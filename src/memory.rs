//! Process-local limit checker.
//!
//! Enforcement is a compare-and-set loop on one atomic counter: no locks, no I/O, and no
//! failure modes. Clones share the counter, so a checker can be handed to many tasks the
//! same way a semaphore handle is.

use crate::checker::LimitChecker;
use crate::error::CheckError;
use crate::Limit;
use async_trait::async_trait;
use std::sync::atomic::{AtomicU64, Ordering};
use std::sync::Arc;

#[derive(Debug, Clone)]
pub struct InMemoryLimitChecker {
    limit: Limit,
    used: Arc<AtomicU64>,
}

impl InMemoryLimitChecker {
    pub fn new(limit: Limit) -> Self {
        Self { limit, used: Arc::new(AtomicU64::new(0)) }
    }

    /// Take one permit if the counter is still under the limit.
    pub fn try_consume(&self) -> bool {
        let Some(max) = self.limit.cap() else {
            return true;
        };

        let mut current = self.used.load(Ordering::Acquire);
        loop {
            if current >= max {
                tracing::debug!(target: "limitguard::memory", used = current, max, "permit denied");
                return false;
            }
            match self.used.compare_exchange_weak(
                current,
                current + 1,
                Ordering::AcqRel,
                Ordering::Acquire,
            ) {
                Ok(_) => return true,
                // Lost the race; re-check against the value that won.
                Err(observed) => current = observed,
            }
        }
    }

    /// Release one permit, never going below zero.
    pub fn try_release(&self) -> bool {
        if self.limit.is_unlimited() {
            return false;
        }
        self.used
            .fetch_update(Ordering::AcqRel, Ordering::Acquire, |current| current.checked_sub(1))
            .is_ok()
    }

    /// Permits currently held.
    pub fn used(&self) -> u64 {
        self.used.load(Ordering::Acquire)
    }
}

#[async_trait]
impl LimitChecker for InMemoryLimitChecker {
    async fn check_and_consume(&self) -> Result<bool, CheckError> {
        Ok(self.try_consume())
    }

    async fn decrement(&self) -> Result<bool, CheckError> {
        Ok(self.try_release())
    }

    fn limit(&self) -> Limit {
        self.limit
    }
}
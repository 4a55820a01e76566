#![forbid(unsafe_code)]
#![deny(warnings)]
#![cfg_attr(not(test), deny(clippy::all))]

//! # limitguard
//!
//! Admission control for async Rust: decide whether one more unit of work may start
//! against a configured limit, and release the permit when the work goes away.
//!
//! ## Features
//!
//! - **One contract, two durabilities**: [`LimitChecker`] is implemented by an in-process
//!   checker and by a store-backed checker that many processes can share
//! - **Lock-free enforcement**: an atomic compare-and-set loop in memory, guarded
//!   conditional writes against the [`CounterStore`]
//! - **Bounded retries** with exponential backoff, jitter, and deadlines
//! - **Enforcement helpers** and a tower [`LimitLayer`] that hand permits back on failure
//! - **Config-driven factory** mapping `(account, action)` pairs to checkers
//!
//! ## Quick Start
//!
//! ```rust
//! use limitguard::{InMemoryCounterStore, Limit, LimitChecker, PersistentLimitChecker};
//!
//! #[tokio::main]
//! async fn main() {
//!     let store = InMemoryCounterStore::new();
//!     let checker = PersistentLimitChecker::new(Limit::bounded(2), "acct-1:create_pipeline", store)
//!         .unwrap();
//!
//!     assert!(checker.check_and_consume().await.unwrap());
//!     assert!(checker.check_and_consume().await.unwrap());
//!     assert!(!checker.check_and_consume().await.unwrap()); // limit reached
//!
//!     assert!(checker.decrement().await.unwrap());
//!     assert!(checker.check_and_consume().await.unwrap());
//! }
//! ```

pub mod checker;
pub mod config;
pub mod enforcement;
pub mod error;
pub mod factory;
pub mod layer;
pub mod limit;
pub mod memory;
pub mod persistent;
pub mod prelude;
pub mod retry;
pub mod store;

// Re-exports
pub use checker::LimitChecker;
pub use config::{Action, ActionLimit, Durability, LimitsConfig};
pub use enforcement::{with_counter_decrement, with_limit_check};
pub use error::{BoxError, CheckError, EnforcementError, LimitError};
pub use factory::LimitCheckerFactory;
pub use layer::{LimitLayer, LimitService};
pub use limit::{Limit, UNLIMITED};
pub use memory::InMemoryLimitChecker;
pub use persistent::PersistentLimitChecker;
pub use retry::{BuildError, InstantSleeper, RetryConfig, RetryConfigBuilder, Sleeper, TokioSleeper};
pub use store::{CounterRecord, CounterStore, InMemoryCounterStore, WriteOutcome};
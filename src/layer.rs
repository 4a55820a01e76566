use crate::checker::LimitChecker;
use crate::enforcement::with_limit_check;
use crate::error::EnforcementError;
use std::future::Future;
use std::pin::Pin;
use std::sync::Arc;
use std::task::{Context, Poll};
use tower_layer::Layer;
use tower_service::Service;

/// A layer that takes one permit per request from a [`LimitChecker`].
///
/// The permit is handed back if the inner service fails, so only successful calls count
/// against the limit.
#[derive(Debug)]
pub struct LimitLayer<C: ?Sized> {
    checker: Arc<C>,
}

impl<C: ?Sized> Clone for LimitLayer<C> {
    fn clone(&self) -> Self {
        Self { checker: self.checker.clone() }
    }
}

impl<C> LimitLayer<C> {
    pub fn new(checker: C) -> Self {
        Self { checker: Arc::new(checker) }
    }
}

impl<C: ?Sized> LimitLayer<C> {
    /// Share an existing checker, e.g. one handed out by a factory.
    pub fn from_shared(checker: Arc<C>) -> Self {
        Self { checker }
    }
}

impl<S, C> Layer<S> for LimitLayer<C>
where
    C: LimitChecker + ?Sized + 'static,
{
    type Service = LimitService<S, C>;

    fn layer(&self, service: S) -> Self::Service {
        LimitService { inner: service, checker: self.checker.clone() }
    }
}

/// Middleware service produced by [`LimitLayer`].
#[derive(Debug)]
pub struct LimitService<S, C: ?Sized> {
    inner: S,
    checker: Arc<C>,
}

impl<S: Clone, C: ?Sized> Clone for LimitService<S, C> {
    fn clone(&self) -> Self {
        Self { inner: self.inner.clone(), checker: self.checker.clone() }
    }
}

impl<S, C, Req> Service<Req> for LimitService<S, C>
where
    S: Service<Req> + Clone + Send + 'static,
    S::Future: Send + 'static,
    S::Error: Send + 'static,
    S::Response: Send + 'static,
    C: LimitChecker + ?Sized + 'static,
    Req: Send + 'static,
{
    type Response = S::Response;
    type Error = EnforcementError<S::Error>;
    type Future = Pin<Box<dyn Future<Output = Result<Self::Response, Self::Error>> + Send>>;

    fn poll_ready(&mut self, cx: &mut Context<'_>) -> Poll<Result<(), Self::Error>> {
        self.inner.poll_ready(cx).map_err(EnforcementError::Inner)
    }

    fn call(&mut self, req: Req) -> Self::Future {
        let checker = self.checker.clone();
        // Take the service that was driven to readiness; leave a fresh clone behind.
        let clone = self.inner.clone();
        let mut inner = std::mem::replace(&mut self.inner, clone);

        Box::pin(async move { with_limit_check(&*checker, move || inner.call(req)).await })
    }
}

**INSTRUCTIONS TO FOLLOW**
Would you return all lines from the preceding listing that contain the word "Result"?

**REPLY TO THE EXERCISE**
    async fn check_and_consume(&self) -> Result<bool, CheckError> {
    async fn decrement(&self) -> Result<bool, CheckError> {
    type Future = Pin<Box<dyn Future<Output = Result<Self::Response, Self::Error>> + Send>>;
    fn poll_ready(&mut self, cx: &mut Context<'_>) -> Poll<Result<(), Self::Error>> {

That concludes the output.